(Dataset content begins)

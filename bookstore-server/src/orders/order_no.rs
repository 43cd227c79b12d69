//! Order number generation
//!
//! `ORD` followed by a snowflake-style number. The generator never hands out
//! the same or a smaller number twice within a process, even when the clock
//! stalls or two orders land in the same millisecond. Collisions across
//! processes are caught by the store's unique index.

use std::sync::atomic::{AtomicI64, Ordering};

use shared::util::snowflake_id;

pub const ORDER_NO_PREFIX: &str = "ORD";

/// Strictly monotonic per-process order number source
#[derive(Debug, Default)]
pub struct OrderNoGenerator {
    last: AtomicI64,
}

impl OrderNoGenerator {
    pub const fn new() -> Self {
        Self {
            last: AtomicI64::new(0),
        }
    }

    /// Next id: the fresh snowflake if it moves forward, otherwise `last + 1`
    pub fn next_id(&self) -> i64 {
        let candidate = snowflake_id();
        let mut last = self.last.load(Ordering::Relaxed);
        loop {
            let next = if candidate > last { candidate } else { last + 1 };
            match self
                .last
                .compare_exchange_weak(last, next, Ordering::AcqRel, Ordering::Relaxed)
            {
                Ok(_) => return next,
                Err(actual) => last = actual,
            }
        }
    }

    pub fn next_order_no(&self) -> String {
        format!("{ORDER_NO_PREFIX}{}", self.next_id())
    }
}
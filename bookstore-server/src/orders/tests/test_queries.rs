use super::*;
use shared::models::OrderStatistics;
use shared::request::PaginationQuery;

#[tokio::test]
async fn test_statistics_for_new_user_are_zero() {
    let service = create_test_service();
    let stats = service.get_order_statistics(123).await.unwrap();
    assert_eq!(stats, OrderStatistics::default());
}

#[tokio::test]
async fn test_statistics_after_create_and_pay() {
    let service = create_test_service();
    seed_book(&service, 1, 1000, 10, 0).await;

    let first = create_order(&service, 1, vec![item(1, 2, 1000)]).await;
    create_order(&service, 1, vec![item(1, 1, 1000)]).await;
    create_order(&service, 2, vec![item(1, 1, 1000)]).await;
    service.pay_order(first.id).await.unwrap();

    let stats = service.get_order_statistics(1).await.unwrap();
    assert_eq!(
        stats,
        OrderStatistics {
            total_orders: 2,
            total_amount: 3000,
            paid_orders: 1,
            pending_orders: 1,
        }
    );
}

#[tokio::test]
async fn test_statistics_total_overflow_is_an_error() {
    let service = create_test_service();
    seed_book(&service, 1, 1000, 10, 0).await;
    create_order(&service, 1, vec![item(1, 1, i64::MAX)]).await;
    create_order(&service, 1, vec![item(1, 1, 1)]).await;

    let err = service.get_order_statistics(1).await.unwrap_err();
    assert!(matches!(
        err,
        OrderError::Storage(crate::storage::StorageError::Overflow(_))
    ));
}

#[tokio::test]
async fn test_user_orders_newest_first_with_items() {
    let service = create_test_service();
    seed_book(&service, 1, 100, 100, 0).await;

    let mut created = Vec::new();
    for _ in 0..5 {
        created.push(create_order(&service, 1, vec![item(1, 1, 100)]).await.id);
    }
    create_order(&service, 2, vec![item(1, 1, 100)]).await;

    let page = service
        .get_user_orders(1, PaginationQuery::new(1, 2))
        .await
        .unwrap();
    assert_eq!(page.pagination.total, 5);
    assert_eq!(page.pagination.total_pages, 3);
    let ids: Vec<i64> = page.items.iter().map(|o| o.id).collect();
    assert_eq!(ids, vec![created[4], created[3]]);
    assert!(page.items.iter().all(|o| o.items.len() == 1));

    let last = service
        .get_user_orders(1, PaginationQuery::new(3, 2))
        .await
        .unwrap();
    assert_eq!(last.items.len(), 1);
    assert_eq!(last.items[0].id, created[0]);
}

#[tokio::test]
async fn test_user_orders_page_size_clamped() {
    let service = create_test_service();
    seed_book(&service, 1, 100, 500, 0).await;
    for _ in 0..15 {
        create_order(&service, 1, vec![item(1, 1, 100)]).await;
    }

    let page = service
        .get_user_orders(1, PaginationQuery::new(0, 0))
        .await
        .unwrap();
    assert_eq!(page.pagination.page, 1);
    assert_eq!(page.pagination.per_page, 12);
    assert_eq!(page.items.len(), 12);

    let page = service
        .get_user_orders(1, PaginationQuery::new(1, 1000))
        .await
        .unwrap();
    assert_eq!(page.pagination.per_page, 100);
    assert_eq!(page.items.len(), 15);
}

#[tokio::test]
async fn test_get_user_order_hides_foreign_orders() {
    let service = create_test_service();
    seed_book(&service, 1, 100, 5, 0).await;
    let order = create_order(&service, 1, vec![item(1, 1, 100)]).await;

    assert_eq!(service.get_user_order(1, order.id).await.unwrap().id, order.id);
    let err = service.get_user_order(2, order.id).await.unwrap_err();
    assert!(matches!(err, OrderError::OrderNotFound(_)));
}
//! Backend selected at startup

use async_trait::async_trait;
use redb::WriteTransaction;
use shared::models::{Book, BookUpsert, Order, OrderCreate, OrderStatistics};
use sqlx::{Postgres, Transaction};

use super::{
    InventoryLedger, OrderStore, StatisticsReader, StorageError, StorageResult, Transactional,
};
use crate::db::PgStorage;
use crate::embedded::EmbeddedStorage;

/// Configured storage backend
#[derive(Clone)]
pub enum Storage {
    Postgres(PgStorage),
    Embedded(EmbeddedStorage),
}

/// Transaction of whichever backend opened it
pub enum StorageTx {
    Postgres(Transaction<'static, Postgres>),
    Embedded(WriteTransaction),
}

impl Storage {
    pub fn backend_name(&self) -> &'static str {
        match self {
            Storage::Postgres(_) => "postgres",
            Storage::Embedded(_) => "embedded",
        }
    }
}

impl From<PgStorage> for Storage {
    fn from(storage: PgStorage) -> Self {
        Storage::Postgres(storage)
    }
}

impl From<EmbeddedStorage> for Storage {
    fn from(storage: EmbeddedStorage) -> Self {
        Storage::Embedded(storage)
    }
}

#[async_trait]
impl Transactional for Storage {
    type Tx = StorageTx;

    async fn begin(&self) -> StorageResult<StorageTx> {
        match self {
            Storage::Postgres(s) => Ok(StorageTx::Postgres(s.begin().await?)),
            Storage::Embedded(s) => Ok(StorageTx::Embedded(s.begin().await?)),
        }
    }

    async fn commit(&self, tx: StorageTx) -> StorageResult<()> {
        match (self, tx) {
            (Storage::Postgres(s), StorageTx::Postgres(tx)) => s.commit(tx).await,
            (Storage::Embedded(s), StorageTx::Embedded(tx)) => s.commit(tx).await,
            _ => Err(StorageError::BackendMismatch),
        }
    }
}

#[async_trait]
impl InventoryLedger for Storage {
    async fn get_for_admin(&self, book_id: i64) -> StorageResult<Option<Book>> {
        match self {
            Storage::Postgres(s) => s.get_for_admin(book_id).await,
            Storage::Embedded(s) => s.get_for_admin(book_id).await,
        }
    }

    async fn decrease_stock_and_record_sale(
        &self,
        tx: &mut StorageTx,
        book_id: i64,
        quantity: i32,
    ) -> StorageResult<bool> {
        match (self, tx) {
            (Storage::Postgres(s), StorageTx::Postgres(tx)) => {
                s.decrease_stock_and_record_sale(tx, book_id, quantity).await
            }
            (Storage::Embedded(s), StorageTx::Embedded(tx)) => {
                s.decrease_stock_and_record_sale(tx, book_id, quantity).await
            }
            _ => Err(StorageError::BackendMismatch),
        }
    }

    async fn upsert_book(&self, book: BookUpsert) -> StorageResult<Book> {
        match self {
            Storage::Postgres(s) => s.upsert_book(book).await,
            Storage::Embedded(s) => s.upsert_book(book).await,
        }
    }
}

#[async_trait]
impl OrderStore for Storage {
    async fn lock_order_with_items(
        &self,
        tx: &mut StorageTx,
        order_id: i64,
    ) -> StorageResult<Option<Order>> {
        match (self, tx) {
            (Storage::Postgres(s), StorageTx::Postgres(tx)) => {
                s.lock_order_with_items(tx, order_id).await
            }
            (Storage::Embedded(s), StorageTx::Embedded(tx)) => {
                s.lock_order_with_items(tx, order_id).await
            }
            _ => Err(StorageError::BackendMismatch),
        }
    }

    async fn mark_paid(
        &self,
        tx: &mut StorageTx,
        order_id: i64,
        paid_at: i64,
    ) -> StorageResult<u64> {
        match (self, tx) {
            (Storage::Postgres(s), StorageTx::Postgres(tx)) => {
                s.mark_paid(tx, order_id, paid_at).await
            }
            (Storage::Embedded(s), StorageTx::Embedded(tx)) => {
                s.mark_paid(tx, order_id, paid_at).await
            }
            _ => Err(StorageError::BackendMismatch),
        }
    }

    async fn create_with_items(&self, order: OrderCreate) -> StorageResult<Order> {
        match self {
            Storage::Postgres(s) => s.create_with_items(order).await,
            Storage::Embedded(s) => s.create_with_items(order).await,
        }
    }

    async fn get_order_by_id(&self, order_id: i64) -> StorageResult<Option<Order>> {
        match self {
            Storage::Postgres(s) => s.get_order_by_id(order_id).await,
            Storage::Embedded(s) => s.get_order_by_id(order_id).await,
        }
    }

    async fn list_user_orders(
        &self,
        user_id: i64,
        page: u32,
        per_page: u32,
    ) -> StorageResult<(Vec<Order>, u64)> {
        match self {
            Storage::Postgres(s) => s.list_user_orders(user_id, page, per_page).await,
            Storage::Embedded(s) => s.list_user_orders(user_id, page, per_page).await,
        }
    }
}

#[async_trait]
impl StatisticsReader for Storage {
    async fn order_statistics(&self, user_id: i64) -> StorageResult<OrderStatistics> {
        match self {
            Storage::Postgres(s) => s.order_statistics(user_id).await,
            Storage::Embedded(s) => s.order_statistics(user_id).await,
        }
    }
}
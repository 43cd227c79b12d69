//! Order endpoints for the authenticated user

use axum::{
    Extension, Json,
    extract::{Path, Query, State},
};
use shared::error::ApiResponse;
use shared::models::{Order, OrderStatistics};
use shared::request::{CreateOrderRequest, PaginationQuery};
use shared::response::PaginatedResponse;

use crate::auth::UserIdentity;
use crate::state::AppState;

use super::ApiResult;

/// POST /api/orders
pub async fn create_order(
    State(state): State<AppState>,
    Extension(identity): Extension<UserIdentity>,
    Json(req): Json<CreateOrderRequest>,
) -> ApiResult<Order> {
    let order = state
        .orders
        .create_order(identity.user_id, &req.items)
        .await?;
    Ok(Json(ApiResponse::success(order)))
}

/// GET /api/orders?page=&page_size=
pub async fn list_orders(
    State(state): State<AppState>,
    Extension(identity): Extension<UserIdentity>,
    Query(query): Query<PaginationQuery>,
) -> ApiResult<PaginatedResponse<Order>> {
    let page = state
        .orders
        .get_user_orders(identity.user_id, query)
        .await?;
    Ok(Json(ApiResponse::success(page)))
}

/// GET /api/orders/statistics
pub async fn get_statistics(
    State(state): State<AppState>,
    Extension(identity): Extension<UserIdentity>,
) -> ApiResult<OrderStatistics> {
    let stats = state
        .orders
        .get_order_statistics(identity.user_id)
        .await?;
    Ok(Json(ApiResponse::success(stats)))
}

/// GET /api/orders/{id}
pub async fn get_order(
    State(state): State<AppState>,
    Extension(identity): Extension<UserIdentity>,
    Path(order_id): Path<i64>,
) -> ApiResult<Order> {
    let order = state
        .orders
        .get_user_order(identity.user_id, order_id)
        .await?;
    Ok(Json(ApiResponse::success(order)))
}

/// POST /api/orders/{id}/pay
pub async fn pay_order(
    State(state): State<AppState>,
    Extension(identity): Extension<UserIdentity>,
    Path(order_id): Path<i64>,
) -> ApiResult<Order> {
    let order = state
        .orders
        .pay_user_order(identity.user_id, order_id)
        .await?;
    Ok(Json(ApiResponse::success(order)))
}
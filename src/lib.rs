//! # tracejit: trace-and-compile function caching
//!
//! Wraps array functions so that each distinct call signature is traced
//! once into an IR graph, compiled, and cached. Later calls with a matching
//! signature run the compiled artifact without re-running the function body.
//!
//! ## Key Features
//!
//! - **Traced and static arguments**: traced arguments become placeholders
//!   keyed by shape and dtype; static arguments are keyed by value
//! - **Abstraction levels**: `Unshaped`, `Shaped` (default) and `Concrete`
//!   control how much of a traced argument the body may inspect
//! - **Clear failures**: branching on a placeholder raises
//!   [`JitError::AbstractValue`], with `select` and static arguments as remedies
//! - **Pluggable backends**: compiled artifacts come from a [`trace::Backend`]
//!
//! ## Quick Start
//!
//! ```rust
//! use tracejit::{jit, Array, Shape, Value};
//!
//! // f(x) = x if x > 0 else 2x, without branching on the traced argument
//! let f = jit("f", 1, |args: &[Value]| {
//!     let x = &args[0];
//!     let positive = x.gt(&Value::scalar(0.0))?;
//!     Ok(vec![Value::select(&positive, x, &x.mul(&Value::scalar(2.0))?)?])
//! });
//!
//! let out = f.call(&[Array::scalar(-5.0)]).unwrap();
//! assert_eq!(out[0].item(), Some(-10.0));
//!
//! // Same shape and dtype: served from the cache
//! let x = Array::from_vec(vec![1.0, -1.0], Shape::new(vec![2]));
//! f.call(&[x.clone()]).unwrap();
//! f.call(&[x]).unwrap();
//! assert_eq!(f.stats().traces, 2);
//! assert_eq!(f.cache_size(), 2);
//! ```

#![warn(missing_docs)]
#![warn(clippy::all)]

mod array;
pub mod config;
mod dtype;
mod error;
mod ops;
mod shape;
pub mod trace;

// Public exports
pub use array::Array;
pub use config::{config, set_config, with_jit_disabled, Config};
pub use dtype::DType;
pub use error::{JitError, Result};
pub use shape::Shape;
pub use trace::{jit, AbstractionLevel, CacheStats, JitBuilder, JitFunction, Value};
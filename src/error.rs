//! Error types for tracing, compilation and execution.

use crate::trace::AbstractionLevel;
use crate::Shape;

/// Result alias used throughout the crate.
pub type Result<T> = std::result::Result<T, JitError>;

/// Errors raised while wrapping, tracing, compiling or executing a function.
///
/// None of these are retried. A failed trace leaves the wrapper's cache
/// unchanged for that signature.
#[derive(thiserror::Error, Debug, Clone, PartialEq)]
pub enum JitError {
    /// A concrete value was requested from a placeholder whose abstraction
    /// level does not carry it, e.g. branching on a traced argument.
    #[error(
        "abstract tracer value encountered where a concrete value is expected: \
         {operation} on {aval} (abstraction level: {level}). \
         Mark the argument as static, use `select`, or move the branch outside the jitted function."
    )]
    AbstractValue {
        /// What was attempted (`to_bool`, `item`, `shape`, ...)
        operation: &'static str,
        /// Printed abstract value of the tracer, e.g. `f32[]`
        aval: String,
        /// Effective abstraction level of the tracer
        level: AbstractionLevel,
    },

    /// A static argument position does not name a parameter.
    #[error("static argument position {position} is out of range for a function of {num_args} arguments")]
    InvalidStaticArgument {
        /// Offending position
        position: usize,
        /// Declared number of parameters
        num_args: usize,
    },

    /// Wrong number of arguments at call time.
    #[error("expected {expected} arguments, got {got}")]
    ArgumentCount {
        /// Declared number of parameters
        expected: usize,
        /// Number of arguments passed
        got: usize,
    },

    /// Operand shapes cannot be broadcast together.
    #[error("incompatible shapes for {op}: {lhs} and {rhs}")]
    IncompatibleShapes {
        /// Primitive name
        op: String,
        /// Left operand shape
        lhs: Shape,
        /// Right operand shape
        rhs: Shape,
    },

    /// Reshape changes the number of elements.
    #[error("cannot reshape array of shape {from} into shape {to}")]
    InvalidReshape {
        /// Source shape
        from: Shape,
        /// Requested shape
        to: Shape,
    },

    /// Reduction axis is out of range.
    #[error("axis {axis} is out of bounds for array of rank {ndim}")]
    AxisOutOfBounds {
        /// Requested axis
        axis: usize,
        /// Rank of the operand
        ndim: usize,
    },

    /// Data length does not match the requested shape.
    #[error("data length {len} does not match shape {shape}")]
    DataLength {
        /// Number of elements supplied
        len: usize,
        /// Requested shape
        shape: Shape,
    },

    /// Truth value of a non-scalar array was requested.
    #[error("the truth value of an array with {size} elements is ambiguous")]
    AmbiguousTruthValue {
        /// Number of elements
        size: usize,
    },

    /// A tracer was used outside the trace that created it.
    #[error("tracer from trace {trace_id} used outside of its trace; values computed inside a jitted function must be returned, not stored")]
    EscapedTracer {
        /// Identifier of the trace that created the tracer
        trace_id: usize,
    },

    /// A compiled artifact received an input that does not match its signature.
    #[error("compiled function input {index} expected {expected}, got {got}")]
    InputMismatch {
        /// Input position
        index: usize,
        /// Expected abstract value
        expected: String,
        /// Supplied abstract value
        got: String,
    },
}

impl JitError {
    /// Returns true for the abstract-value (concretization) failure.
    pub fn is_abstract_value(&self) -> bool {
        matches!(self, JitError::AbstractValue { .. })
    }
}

(Dataset content ends)

_Task prompt_:
Print again the lines of the entries above that fall between the line holding "assert_eq!(page.pagination.page, 1);" and the line holding "use async_trait::async_trait;", inclusive, exactly as they stand.

_Answer to this exercise_:
    assert_eq!(page.pagination.page, 1);
    assert_eq!(page.pagination.per_page, 12);
    assert_eq!(page.items.len(), 12);

    let page = service
        .get_user_orders(1, PaginationQuery::new(1, 1000))
        .await
        .unwrap();
    assert_eq!(page.pagination.per_page, 100);
    assert_eq!(page.items.len(), 15);
}

#[tokio::test]
async fn test_get_user_order_hides_foreign_orders() {
    let service = create_test_service();
    seed_book(&service, 1, 100, 5, 0).await;
    let order = create_order(&service, 1, vec![item(1, 1, 100)]).await;

    assert_eq!(service.get_user_order(1, order.id).await.unwrap().id, order.id);
    let err = service.get_user_order(2, order.id).await.unwrap_err();
    assert!(matches!(err, OrderError::OrderNotFound(_)));
}
//! Backend selected at startup

use async_trait::async_trait;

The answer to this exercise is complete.